**Aim of the exercise:**
Reproduce the entries below exactly, but only from the line containing "without any identifier." to the line containing "assert_eq!(id.as_i64(), 7);", inclusive.

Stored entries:
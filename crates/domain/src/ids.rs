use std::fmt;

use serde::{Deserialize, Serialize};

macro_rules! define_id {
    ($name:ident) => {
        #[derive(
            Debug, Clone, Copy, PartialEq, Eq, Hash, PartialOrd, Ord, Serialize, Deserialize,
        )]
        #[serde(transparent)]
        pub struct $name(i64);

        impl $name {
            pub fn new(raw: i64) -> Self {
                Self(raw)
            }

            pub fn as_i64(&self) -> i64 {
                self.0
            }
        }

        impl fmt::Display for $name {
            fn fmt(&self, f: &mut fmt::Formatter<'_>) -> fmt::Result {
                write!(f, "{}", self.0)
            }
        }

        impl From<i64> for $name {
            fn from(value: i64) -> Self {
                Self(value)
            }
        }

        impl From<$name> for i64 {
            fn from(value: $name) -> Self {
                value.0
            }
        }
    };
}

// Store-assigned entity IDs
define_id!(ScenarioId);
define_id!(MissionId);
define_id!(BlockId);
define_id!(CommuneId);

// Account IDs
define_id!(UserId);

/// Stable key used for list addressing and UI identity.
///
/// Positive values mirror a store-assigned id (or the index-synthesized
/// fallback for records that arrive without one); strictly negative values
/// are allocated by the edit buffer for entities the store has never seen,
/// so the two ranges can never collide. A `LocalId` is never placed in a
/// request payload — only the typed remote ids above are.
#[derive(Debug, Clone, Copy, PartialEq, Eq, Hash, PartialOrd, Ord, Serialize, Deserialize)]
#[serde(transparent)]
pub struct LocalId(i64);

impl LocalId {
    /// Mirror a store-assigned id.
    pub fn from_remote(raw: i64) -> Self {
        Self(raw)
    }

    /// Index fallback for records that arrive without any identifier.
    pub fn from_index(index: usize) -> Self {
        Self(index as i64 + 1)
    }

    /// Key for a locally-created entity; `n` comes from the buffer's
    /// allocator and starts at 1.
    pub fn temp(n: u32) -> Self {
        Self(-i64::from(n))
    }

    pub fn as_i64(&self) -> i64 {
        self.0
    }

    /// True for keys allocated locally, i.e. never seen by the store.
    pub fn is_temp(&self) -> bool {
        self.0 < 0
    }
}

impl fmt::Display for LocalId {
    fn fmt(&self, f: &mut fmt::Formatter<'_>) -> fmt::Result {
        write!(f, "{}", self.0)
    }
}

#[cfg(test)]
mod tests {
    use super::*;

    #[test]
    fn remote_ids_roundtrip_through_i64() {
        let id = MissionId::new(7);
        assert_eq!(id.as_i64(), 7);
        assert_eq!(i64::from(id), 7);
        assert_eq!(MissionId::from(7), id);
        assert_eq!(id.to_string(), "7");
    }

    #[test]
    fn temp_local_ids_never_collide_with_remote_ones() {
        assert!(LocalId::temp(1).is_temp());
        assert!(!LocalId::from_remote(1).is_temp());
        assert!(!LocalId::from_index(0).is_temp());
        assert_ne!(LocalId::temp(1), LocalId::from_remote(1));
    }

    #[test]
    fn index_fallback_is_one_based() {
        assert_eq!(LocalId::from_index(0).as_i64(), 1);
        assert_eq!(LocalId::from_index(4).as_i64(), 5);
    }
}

---

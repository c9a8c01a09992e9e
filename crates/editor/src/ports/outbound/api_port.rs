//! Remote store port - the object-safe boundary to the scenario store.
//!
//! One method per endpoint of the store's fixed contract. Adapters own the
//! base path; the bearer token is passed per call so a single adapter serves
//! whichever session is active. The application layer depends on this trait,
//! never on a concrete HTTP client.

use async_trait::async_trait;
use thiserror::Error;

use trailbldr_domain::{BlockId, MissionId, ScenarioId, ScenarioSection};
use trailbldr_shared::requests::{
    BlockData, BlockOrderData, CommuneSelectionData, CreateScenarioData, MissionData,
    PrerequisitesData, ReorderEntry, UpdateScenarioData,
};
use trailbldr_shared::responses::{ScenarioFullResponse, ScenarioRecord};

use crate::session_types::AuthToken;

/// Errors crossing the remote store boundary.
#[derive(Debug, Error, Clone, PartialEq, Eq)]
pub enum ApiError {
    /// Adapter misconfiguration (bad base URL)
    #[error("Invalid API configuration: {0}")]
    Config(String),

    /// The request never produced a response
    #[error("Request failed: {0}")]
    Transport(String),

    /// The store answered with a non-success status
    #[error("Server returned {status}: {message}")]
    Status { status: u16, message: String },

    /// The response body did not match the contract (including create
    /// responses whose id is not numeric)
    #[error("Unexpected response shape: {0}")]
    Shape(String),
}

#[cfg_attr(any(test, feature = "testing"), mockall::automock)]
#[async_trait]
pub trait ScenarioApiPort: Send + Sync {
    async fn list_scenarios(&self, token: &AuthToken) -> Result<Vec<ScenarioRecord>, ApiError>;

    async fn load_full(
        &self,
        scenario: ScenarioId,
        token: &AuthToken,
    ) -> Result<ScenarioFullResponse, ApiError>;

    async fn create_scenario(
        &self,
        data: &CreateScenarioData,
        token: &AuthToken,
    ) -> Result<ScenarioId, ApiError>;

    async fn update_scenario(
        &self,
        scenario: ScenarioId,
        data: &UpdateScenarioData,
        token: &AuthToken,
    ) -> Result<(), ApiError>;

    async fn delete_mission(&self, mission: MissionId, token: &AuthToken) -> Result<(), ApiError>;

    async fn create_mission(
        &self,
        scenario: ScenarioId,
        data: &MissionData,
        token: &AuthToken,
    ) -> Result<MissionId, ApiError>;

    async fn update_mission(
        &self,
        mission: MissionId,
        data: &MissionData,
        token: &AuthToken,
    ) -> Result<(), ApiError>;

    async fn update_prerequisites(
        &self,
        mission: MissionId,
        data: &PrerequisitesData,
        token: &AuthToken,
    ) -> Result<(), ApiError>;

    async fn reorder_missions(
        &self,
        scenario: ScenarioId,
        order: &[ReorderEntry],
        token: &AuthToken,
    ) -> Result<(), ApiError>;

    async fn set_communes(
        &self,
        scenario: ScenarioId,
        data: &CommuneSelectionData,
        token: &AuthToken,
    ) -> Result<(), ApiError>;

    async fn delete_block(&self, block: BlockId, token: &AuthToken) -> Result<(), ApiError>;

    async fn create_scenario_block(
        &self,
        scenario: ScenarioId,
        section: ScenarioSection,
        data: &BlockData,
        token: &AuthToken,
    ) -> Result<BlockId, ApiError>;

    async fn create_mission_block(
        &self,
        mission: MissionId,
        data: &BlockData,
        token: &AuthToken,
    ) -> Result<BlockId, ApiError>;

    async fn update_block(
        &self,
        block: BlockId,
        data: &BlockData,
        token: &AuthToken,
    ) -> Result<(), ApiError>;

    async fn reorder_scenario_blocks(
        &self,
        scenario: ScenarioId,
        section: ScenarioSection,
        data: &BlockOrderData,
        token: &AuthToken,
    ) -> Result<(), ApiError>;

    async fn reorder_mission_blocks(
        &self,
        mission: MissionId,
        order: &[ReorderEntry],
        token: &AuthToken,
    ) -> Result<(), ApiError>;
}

--

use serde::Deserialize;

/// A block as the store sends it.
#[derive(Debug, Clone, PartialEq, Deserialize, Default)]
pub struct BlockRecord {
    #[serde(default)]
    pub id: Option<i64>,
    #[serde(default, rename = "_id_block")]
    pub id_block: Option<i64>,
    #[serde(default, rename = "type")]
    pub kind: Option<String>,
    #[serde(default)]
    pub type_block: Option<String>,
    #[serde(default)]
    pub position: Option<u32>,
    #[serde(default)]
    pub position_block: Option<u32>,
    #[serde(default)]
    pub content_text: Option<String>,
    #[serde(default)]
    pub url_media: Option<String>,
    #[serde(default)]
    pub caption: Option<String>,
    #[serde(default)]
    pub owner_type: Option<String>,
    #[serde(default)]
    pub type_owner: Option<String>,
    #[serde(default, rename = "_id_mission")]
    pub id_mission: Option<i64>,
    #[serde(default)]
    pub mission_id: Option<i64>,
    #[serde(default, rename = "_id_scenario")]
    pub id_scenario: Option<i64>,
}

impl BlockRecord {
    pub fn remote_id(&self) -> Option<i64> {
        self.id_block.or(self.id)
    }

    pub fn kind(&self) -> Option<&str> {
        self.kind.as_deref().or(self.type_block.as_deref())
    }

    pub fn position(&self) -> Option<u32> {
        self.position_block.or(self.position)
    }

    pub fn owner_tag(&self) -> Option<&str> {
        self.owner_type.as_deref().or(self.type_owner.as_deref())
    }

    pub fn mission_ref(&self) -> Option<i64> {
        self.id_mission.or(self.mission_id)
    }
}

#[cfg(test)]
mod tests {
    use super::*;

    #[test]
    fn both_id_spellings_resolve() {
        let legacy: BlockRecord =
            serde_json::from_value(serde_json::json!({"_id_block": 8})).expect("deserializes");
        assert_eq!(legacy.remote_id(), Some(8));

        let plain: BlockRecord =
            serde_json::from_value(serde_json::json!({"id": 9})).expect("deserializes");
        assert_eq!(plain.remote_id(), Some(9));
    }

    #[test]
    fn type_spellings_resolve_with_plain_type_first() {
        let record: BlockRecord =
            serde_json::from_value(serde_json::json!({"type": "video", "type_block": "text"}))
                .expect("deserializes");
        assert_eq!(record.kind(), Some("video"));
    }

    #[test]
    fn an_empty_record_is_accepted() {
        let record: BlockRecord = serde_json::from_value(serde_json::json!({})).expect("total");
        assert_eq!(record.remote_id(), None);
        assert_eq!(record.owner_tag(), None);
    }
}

**Response to the task:**
    /// Index fallback for records that arrive without any identifier.
    pub fn from_index(index: usize) -> Self {
        Self(index as i64 + 1)
    }

    /// Key for a locally-created entity; `n` comes from the buffer's
    /// allocator and starts at 1.
    pub fn temp(n: u32) -> Self {
        Self(-i64::from(n))
    }

    pub fn as_i64(&self) -> i64 {
        self.0
    }

    /// True for keys allocated locally, i.e. never seen by the store.
    pub fn is_temp(&self) -> bool {
        self.0 < 0
    }
}

impl fmt::Display for LocalId {
    fn fmt(&self, f: &mut fmt::Formatter<'_>) -> fmt::Result {
        write!(f, "{}", self.0)
    }
}

#[cfg(test)]
mod tests {
    use super::*;

    #[test]
    fn remote_ids_roundtrip_through_i64() {
        let id = MissionId::new(7);
        assert_eq!(id.as_i64(), 7);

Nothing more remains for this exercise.